No puede ignorarse entonces que nuestro Estado socialista impulsa la actualización de su modelo en medio de una distorsión de la pirámide social y una punzante diferenciación —que condicionan mayor sigilo en la transformación—, porque no puede perderse de vista el principio, tantas veces remarcado, de que en Cuba nadie puede quedar desamparado; de que en este proceso de acomodo de la economía y la sociedad ninguna persona o familia quedará a la deriva, sin enlaces salvadores.

Como parte de ese empeño se han destinado, por ejemplo,  parte de los ingresos obtenidos por la venta liberada de materiales de la construcción para subsidiar la construcción de un módulo básico de vivienda a aquellas personas y familias en condiciones de mayor vulnerabilidad social, y se inició la venta de los módulos de las cocinas de inducción por ese segmento, entre otras disposiciones y proyectos.

Al hacerlo, el Gobierno aclaró que no se trata de caridad pública, ni de regalo, sino del cumplimiento de una obligación constitucional. Dicha política apunta a promover la igualdad de oportunidades; que no se quede nadie sin protección, única manera de hacer efectiva la solidaridad colectiva, organizada a través del Estado socialista. Lo anterior debe completarse haciendo valer ese principio socialista, tan distorsionado en nuestra práctica económica, de a «cada cual según su capacidad, a cada cual según su trabajo».

La existencia de tan sensible política estatal hacia los más vulnerables debería servir para desarrollar los antídotos de responsabilidad institucional y solidaridad colectiva pertinentes, no siempre en correspondencia con esos anunciados.

Restarles relevancia a esos fundamentos sería como alfombrar el camino al elitismo, cuando se abren espacios a la pequeña y mediana propiedad privada, y cuando el papel de las élites se ha reubicado en el centro de las teorías sociales, tras la caída de los modelos socialistas soviético y del este europeo.

Cuba ha padecido años de dificultades, incluso medidas difíciles de superar, algunas de las cuales incubaron gérmenes de elitismo, acentuaron la estratificación social y distorsionaron la pirámide social; pero los procesos en marcha están muy lejos de pretender devolver a nuestra nación los tiempos de las élites de cualquier naturaleza.

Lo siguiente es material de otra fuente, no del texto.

//! Mutex-wrapped collections for sharing between threads.
//!
//! The tables themselves do no locking. [`Synchronized`] serializes every
//! operation behind one [`Mutex`]; traversals run inside a closure that holds
//! the lock for their whole duration.

use std::sync::Mutex;
use std::sync::MutexGuard;
use std::sync::PoisonError;
use std::sync::atomic::AtomicBool;
use std::sync::atomic::Ordering;

use crate::error::Error;
use crate::error::Result;
use crate::hash_map::HashMap;
use crate::hash_set::HashSet;
use crate::strategy::KeyHasher;
use crate::strategy::PrimitiveKey;

/// A collection behind a mutex.
///
/// Once [`freeze`](Self::freeze) has been called, every mutating operation
/// fails with [`Error::UnsupportedOperation`] and the collection becomes a
/// shared read-only view.
///
/// A panic inside a closure poisons the mutex; later calls ignore the poison
/// and see the collection as the panicking closure left it.
///
/// # Examples
///
/// ```rust
/// use std::sync::Arc;
/// use std::thread;
///
/// use prim_hash::HashMap;
/// use prim_hash::sync::Synchronized;
///
/// let counts = Arc::new(Synchronized::new(HashMap::<u32, u64>::new()));
/// let handles: Vec<_> = (0..4)
///     .map(|_| {
///         let counts = Arc::clone(&counts);
///         thread::spawn(move || {
///             for i in 0..100 {
///                 counts.with_mut(|map| map.add_to(i % 10, 1)).unwrap();
///             }
///         })
///     })
///     .collect();
/// for handle in handles {
///     handle.join().unwrap();
/// }
///
/// assert_eq!(counts.get(3), Some(40));
/// counts.freeze();
/// assert!(counts.insert(3, 0).is_err());
/// ```
#[derive(Debug, Default)]
pub struct Synchronized<T> {
    inner: Mutex<T>,
    frozen: AtomicBool,
}

impl<T> Synchronized<T> {
    /// Wraps `inner`.
    pub fn new(inner: T) -> Self {
        Self {
            inner: Mutex::new(inner),
            frozen: AtomicBool::new(false),
        }
    }

    fn lock(&self) -> MutexGuard<'_, T> {
        self.inner.lock().unwrap_or_else(PoisonError::into_inner)
    }

    /// Runs `f` with shared access to the collection.
    pub fn with<R>(&self, f: impl FnOnce(&T) -> R) -> R {
        f(&self.lock())
    }

    /// Runs `f` with exclusive access to the collection.
    ///
    /// # Errors
    ///
    /// [`Error::UnsupportedOperation`] after [`freeze`](Self::freeze).
    pub fn with_mut<R>(&self, f: impl FnOnce(&mut T) -> R) -> Result<R> {
        self.mutate("with_mut", f)
    }

    fn mutate<R>(&self, operation: &'static str, f: impl FnOnce(&mut T) -> R) -> Result<R> {
        let mut guard = self.lock();
        if self.frozen.load(Ordering::Acquire) {
            return Err(Error::UnsupportedOperation { operation });
        }
        Ok(f(&mut guard))
    }

    /// Makes the collection read-only. Irreversible.
    pub fn freeze(&self) {
        let _guard = self.lock();
        self.frozen.store(true, Ordering::Release);
    }

    /// Returns `true` once [`freeze`](Self::freeze) has been called.
    pub fn is_frozen(&self) -> bool {
        self.frozen.load(Ordering::Acquire)
    }

    /// Unwraps the collection.
    pub fn into_inner(self) -> T {
        self.inner
            .into_inner()
            .unwrap_or_else(PoisonError::into_inner)
    }
}

impl<K, V, S> Synchronized<HashMap<K, V, S>>
where
    K: PrimitiveKey,
    V: Default,
    S: KeyHasher<K>,
{
    /// Returns a copy of the value for `key`.
    pub fn get(&self, key: K) -> Option<V>
    where
        V: Clone,
    {
        self.with(|map| map.get(key).cloned())
    }

    /// Returns `true` if the map contains `key`.
    pub fn contains_key(&self, key: K) -> bool {
        self.with(|map| map.contains_key(key))
    }

    /// Returns the number of entries.
    pub fn len(&self) -> usize {
        self.with(HashMap::len)
    }

    /// Returns `true` if the map is empty.
    pub fn is_empty(&self) -> bool {
        self.with(HashMap::is_empty)
    }

    /// Inserts `key` with `value`.
    ///
    /// # Errors
    ///
    /// [`Error::UnsupportedOperation`] once frozen.
    pub fn insert(&self, key: K, value: V) -> Result<Option<V>> {
        self.mutate("insert", |map| map.insert(key, value))
    }

    /// Removes `key`.
    ///
    /// # Errors
    ///
    /// [`Error::UnsupportedOperation`] once frozen.
    pub fn remove(&self, key: K) -> Result<Option<V>> {
        self.mutate("remove", |map| map.remove(key))
    }

    /// Removes every entry.
    ///
    /// # Errors
    ///
    /// [`Error::UnsupportedOperation`] once frozen.
    pub fn clear(&self) -> Result<()> {
        self.mutate("clear", HashMap::clear)
    }
}

impl<K, S> Synchronized<HashSet<K, S>>
where
    K: PrimitiveKey,
    S: KeyHasher<K>,
{
    /// Returns `true` if the set contains `key`.
    pub fn contains(&self, key: K) -> bool {
        self.with(|set| set.contains(key))
    }

    /// Returns the number of keys.
    pub fn len(&self) -> usize {
        self.with(HashSet::len)
    }

    /// Returns `true` if the set is empty.
    pub fn is_empty(&self) -> bool {
        self.with(HashSet::is_empty)
    }

    /// Adds `key`.
    ///
    /// # Errors
    ///
    /// [`Error::UnsupportedOperation`] once frozen.
    pub fn insert(&self, key: K) -> Result<bool> {
        self.mutate("insert", |set| set.insert(key))
    }

    /// Removes `key`.
    ///
    /// # Errors
    ///
    /// [`Error::UnsupportedOperation`] once frozen.
    pub fn remove(&self, key: K) -> Result<bool> {
        self.mutate("remove", |set| set.remove(key))
    }
}

#[cfg(test)]
mod tests {
    use std::sync::Arc;
    use std::thread;

    use super::*;

    #[test]
    fn concurrent_inserts_are_serialized() {
        let set = Arc::new(Synchronized::new(HashSet::<u64>::new()));
        let handles: Vec<_> = (0..8u64)
            .map(|t| {
                let set = Arc::clone(&set);
                thread::spawn(move || {
                    for i in 0..1000 {
                        set.insert(t * 1000 + i).unwrap();
                    }
                })
            })
            .collect();
        for handle in handles {
            handle.join().unwrap();
        }

        assert_eq!(set.len(), 8000);
        let inner = Arc::try_unwrap(set).unwrap().into_inner();
        assert!((0..8000).all(|k| inner.contains(k)));
    }

    #[test]
    fn frozen_rejects_mutation() {
        let map = Synchronized::new(HashMap::<i32, i32>::new());
        map.insert(1, 2).unwrap();
        map.freeze();
        assert!(map.is_frozen());

        assert_eq!(
            map.insert(3, 4),
            Err(Error::UnsupportedOperation { operation: "insert" })
        );
        assert!(map.remove(1).is_err());
        assert!(map.clear().is_err());
        assert!(map.with_mut(|m| m.len()).is_err());

        assert_eq!(map.get(1), Some(2));
        assert_eq!(map.with(|m| m.iter().count()), 1);
    }

    #[test]
    fn poison_is_ignored() {
        let map = Arc::new(Synchronized::new(HashMap::<i32, i32>::new()));
        let cloned = Arc::clone(&map);
        let result = thread::spawn(move || {
            cloned
                .with_mut(|m| {
                    m.insert(1, 1);
                    if m.len() == 1 {
                        panic!("boom");
                    }
                })
                .ok();
        })
        .join();
        assert!(result.is_err());

        assert_eq!(map.get(1), Some(1));
        map.insert(2, 2).unwrap();
        assert_eq!(map.len(), 2);
    }
}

El modelo de prosperidad añorado por la Revolución, vindicado por el modelo socialista proyectado y actualmente en discusión, busca dejar atrás el viejo estigma de que el socialismo es la igualación en la pobreza, pero tampoco aspira a levantar un Olimpo para «elegidos». Nada menos deseado que la parábola de Rebelión en la granja, de George Orwell. Aquí debemos apostar siempre a que todos los hombres sean iguales, no a que «unos sean más iguales que otros».